Page 18 of Everlasting

“Oh, for Christ’s sake, T. Really? Blown by angels? Now, I know I wouldn’t dream of you saying some shit like that.” I actually started to panic a tiny bit because maybe I was well and truly dead.

“You’re not hopping off the ride of life just yet, little sis. Calm down. I need you to keep the faith, Ever. He’s going to come home to you.”

“You know he’s still alive?”

Toby tipped his head up and down. “He’s been through some shit. I’m not going to lie about that, but he’s still alive and if I can find a way, I’ll bring him back to you, I swear.”

“Do you think that will be anytime soon?”

“Actually, things are looking promising, and maybe I won’t have to because someone else is going to step in to intercede. It’s hard to tell from where I am because people’s true intentions are sometimes lost, but I saw some things that give me hope. It won’t be much longer.”

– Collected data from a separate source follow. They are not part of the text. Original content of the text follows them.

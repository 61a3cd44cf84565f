//! Recovery - re-arm in-flight votes from the store
//!
//! On startup the store is repaired and every In Progress proposal gets a
//! timer for whatever is left of its deadline. The daemon's periodic sweep
//! runs the same arming pass without the repair, which also retries votes
//! whose evaluation was aborted or whose terminal write failed.

use std::sync::Arc;
use std::time::Duration;

use tracing::{debug, info, warn};

use super::engine::VoteEngine;
use super::timers::ArmOutcome;
use crate::domain::Proposal;
use crate::store::StoreError;

/// Statistics from a recovery or sweep pass
#[derive(Debug, Clone, Default, PartialEq, Eq)]
pub struct RecoveryStats {
    /// In Progress proposals found
    pub in_progress: usize,
    /// Timers newly armed
    pub armed: usize,
    /// Proposals that already had a timer
    pub already_armed: usize,
    /// Proposals missing their vote context or deadline
    pub skipped: usize,
    /// Rows changed by the store repair pass
    pub repaired: usize,
    /// Proposals whose vote message is known to be gone
    pub dead_lettered: usize,
}

impl std::fmt::Display for RecoveryStats {
    fn fmt(&self, f: &mut std::fmt::Formatter<'_>) -> std::fmt::Result {
        write!(
            f,
            "{} in progress: {} armed, {} already armed, {} skipped, {} dead-lettered; {} rows repaired",
            self.in_progress, self.armed, self.already_armed, self.skipped, self.dead_lettered, self.repaired
        )
    }
}

/// Repair the store, then arm every in-flight vote
pub async fn recover(engine: &Arc<VoteEngine>) -> Result<RecoveryStats, StoreError> {
    debug!("recover: called");
    info!("Recovering in-flight votes");

    let repaired = engine.store().repair().await?;
    let mut stats = sweep(engine).await?;
    stats.repaired = repaired;

    info!(%stats, "Recovery complete");
    Ok(stats)
}

/// Arm every In Progress proposal that has no timer yet
pub async fn sweep(engine: &Arc<VoteEngine>) -> Result<RecoveryStats, StoreError> {
    debug!("sweep: called");
    let all = engine.store().list_all().await?;
    let now = engine.clock().now_ms();

    let mut stats = RecoveryStats {
        in_progress: all.in_progress.len(),
        ..RecoveryStats::default()
    };

    for proposal in all.in_progress {
        arm_one(engine, proposal, now, &mut stats).await;
    }

    debug!(%stats, "sweep: complete");
    Ok(stats)
}

async fn arm_one(engine: &Arc<VoteEngine>, proposal: Proposal, now: i64, stats: &mut RecoveryStats) {
    let Some(remaining) = proposal.remaining_ms(now).filter(|_| proposal.context.is_some()) else {
        warn!(id = %proposal.id, name = %proposal.name, "Skipping proposal without vote context or deadline");
        stats.skipped += 1;
        return;
    };

    if engine.is_dead_lettered(&proposal.id).await {
        debug!(id = %proposal.id, "arm_one: dead-lettered, skipping");
        stats.dead_lettered += 1;
        return;
    }

    let id = proposal.id.clone();
    match engine.arm(proposal, Duration::from_millis(remaining as u64)).await {
        ArmOutcome::Armed => {
            debug!(%id, remaining_ms = remaining, "arm_one: armed");
            stats.armed += 1;
        }
        ArmOutcome::AlreadyArmed => {
            debug!(%id, "arm_one: already armed");
            stats.already_armed += 1;
        }
    }
}

#[cfg(test)]
mod tests {
    use super::*;
    use crate::chat::{ChatPlatform, MemoryChat};
    use crate::domain::{DevType, Partition, VoteContext};
    use crate::store::{DEFAULT_HEADER_ROWS, ProposalStore};
    use crate::vote::{TokioClock, VoteRules};
    use sheetstore::MemorySheets;

    const T0: i64 = 1_700_000_000_000;

    fn engine() -> (Arc<VoteEngine>, Arc<MemoryChat>) {
        let sheets = Arc::new(MemorySheets::with_headers(&Partition::sheet_names(), DEFAULT_HEADER_ROWS));
        let store = ProposalStore::new(sheets, DEFAULT_HEADER_ROWS);
        let chat = Arc::new(MemoryChat::new());
        let clock = Arc::new(TokioClock::starting_at(T0));
        let engine = Arc::new(VoteEngine::new(store, chat.clone(), clock, VoteRules::default()));
        (engine, chat)
    }

    async fn insert(engine: &VoteEngine, chat: &MemoryChat, id: &str, deadline: i64) -> Proposal {
        let message_id = chat.post_message("votes", "vote").await.unwrap();
        chat.add_reaction("votes", &message_id, "✋").await.unwrap();
        let p = Proposal::with_id(id, id, "d", "alice", DevType::Town)
            .with_action_date(deadline)
            .with_context(VoteContext::new(message_id, "votes", "42", "✋", 24.0));
        engine.store().insert(&p, Partition::InProgress).await.unwrap();
        p
    }

    #[tokio::test(start_paused = true)]
    async fn test_recover_arms_in_progress_only() {
        let (engine, chat) = engine();
        insert(&engine, &chat, "a", T0 + 3_600_000).await;
        insert(&engine, &chat, "b", T0 + 1_000).await;
        let done = Proposal::with_id("c", "c", "d", "alice", DevType::Town).with_action_date(T0);
        engine.store().insert(&done, Partition::Approved).await.unwrap();

        let stats = recover(&engine).await.unwrap();
        assert_eq!(stats.in_progress, 2);
        assert_eq!(stats.armed, 2);
        assert_eq!(engine.armed_ids().await, vec!["a", "b"]);
    }

    #[tokio::test(start_paused = true)]
    async fn test_recover_is_idempotent() {
        let (engine, chat) = engine();
        insert(&engine, &chat, "a", T0 + 3_600_000).await;

        let first = recover(&engine).await.unwrap();
        let second = recover(&engine).await.unwrap();
        assert_eq!(first.armed, 1);
        assert_eq!(second.armed, 0);
        assert_eq!(second.already_armed, 1);
        assert_eq!(engine.armed_ids().await.len(), 1);
    }

    #[tokio::test(start_paused = true)]
    async fn test_recover_skips_malformed() {
        let (engine, _) = engine();
        let no_context = Proposal::with_id("x", "x", "d", "alice", DevType::Town).with_action_date(T0);
        let no_deadline = Proposal::with_id("y", "y", "d", "alice", DevType::Town)
            .with_context(VoteContext::new("m", "c", "u", "✋", 24.0));
        engine.store().insert(&no_context, Partition::InProgress).await.unwrap();
        engine.store().insert(&no_deadline, Partition::InProgress).await.unwrap();

        let stats = recover(&engine).await.unwrap();
        assert_eq!(stats.skipped, 2);
        assert_eq!(stats.armed, 0);
        assert!(engine.armed_ids().await.is_empty());
    }

    #[tokio::test(start_paused = true)]
    async fn test_overdue_vote_fires_immediately() {
        let (engine, chat) = engine();
        insert(&engine, &chat, "late", T0 - 60_000).await;

        recover(&engine).await.unwrap();
        tokio::time::sleep(Duration::from_millis(10)).await;

        let (partition, _) = engine.store().find("late").await.unwrap().unwrap();
        assert_eq!(partition, Partition::Approved);
    }

    #[tokio::test(start_paused = true)]
    async fn test_sweep_skips_dead_letters() {
        let (engine, chat) = engine();
        let p = insert(&engine, &chat, "gone", T0).await;
        chat.delete_message(&p.context.as_ref().unwrap().message_id).await;

        sweep(&engine).await.unwrap();
        tokio::time::sleep(Duration::from_millis(10)).await;
        assert!(engine.is_dead_lettered("gone").await);

        let stats = sweep(&engine).await.unwrap();
        assert_eq!(stats.dead_lettered, 1);
        assert_eq!(stats.armed, 0);
    }

    #[test]
    fn test_stats_display() {
        let stats = RecoveryStats {
            in_progress: 3,
            armed: 2,
            already_armed: 1,
            ..RecoveryStats::default()
        };
        assert_eq!(
            stats.to_string(),
            "3 in progress: 2 armed, 1 already armed, 0 skipped, 0 dead-lettered; 0 rows repaired"
        );
    }
}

“Okay,” I told him before I turned to look at my brother again. “I miss you too, you know?”

“I know, how could you not? I’m the most incredible person you ever met.”

“Seriously, Toby?” I laughed though because even as a ghost in my dream, he was a cocky bastard. I wondered what Gretchen would think, and then I felt a little sick at the thought. She had actually lost her man, but she was happy again with Kane. Would that happen with me if Deck never came back home? “Do you miss her?” I blurted out.

“Miss who?” His answering question was quiet, and it seemed he already knew who I was talking about.

“Gretchen.”

Toby smiled at me, and it made him look so serene and peaceful. “I’ve watched. I missed her so much and it hurt in the worst way to see her destroying herself in the beginning. But then I saw that spark come alive again, and even though she was a little different from the woman I knew and loved, she became the perfect person for him.”

“Does it hurt seeing them?”

He shook his head. “You would think so, but no. It just makes me happy that she’s cared for that way.”

“Do you think that will happen with me?”

“No,” he told me very adamantly.

“No?”

He shook his head again. “You’re not going to live the same fate, Ever. He’s coming home to you. I promise.”

There was a wailing cry off in the distance. “Looks like my nephew is demanding his mommy’s attention,” Toby commented.

I turned to look over my shoulder, toward the sound I was hearing as it grew louder. “Yeah, I better go. I love you,” I called out, but when I turned back, Toby was gone already and the light from the hospital room was creeping into my conscious mind.

“Sorry,” I heard my mom tell me as my eyes opened and I began to focus on her. Without another word, I just held my arms out to take my son.

“He’s probably hungry.”

“I think he just needed you,” she told me before kissing his sweet little head and handing my boy over to me. I didn’t dare call him by name, even in my thoughts. My brother said Deck would be home soon. I was going to hope it would be soon enough to help me name our son.

Chapter 15

Another Baby

Deck

Time slipped away from me as I worked on my body and battled the strange dreams that plagued me at night. Sometimes in those dreams, the sweetest woman in the world and two little girls made my heart ache and leap all at once. I missed them. They were a piece of me that I knew I was without. They had to be. My dreams of them didn’t feel like the normal sort. They were like memories playing, only they were reminiscent of silent movies where I couldn’t quite catch the sounds. Every now and then, a peel of laughter or squeal of delight from one of the children would bleed through, only to go silent again when I tried to tune into it. I would wake up with my heart hammering and angry because I couldn’t hold onto them once I was awake.

The other dreams were more nightmarish in nature. I could never see the woman’s face, but she taunted me with needles and naked flesh. I knew that those too must have been memories of some sort because it had been explained to me when I was brought here that detox was necessary due to the condition I had been found in. From those nightmares, I always woke up a little less than myself. They tore me down in a way I wished wasn’t possible. They left me craving the substance that used to be shot into my veins, keeping me in a blissful oblivion. They also left me fearful that it might happen again.

The battle I waged between my two nighttime worlds was astronomical, and somewhere in the middle of it all was the life I couldn’t quite remember. My brain was supposedly all healed, so was my body. That didn’t mean that everything pieced back together all at once. The nurse who came, for a while after Durbin failed to return, once told me that I would probably remember if I ever encountered a trigger from my old life. That didn’t seem to be happening any time soon.

The man who had come to tell me that I would be going home soon also failed to come back from a meeting. He wasn’t as gone from my life as Durbin had become though. There were minions who would stop in to check on my progress. No doubt, they reported back to him. None of them would answer my questions about going home though.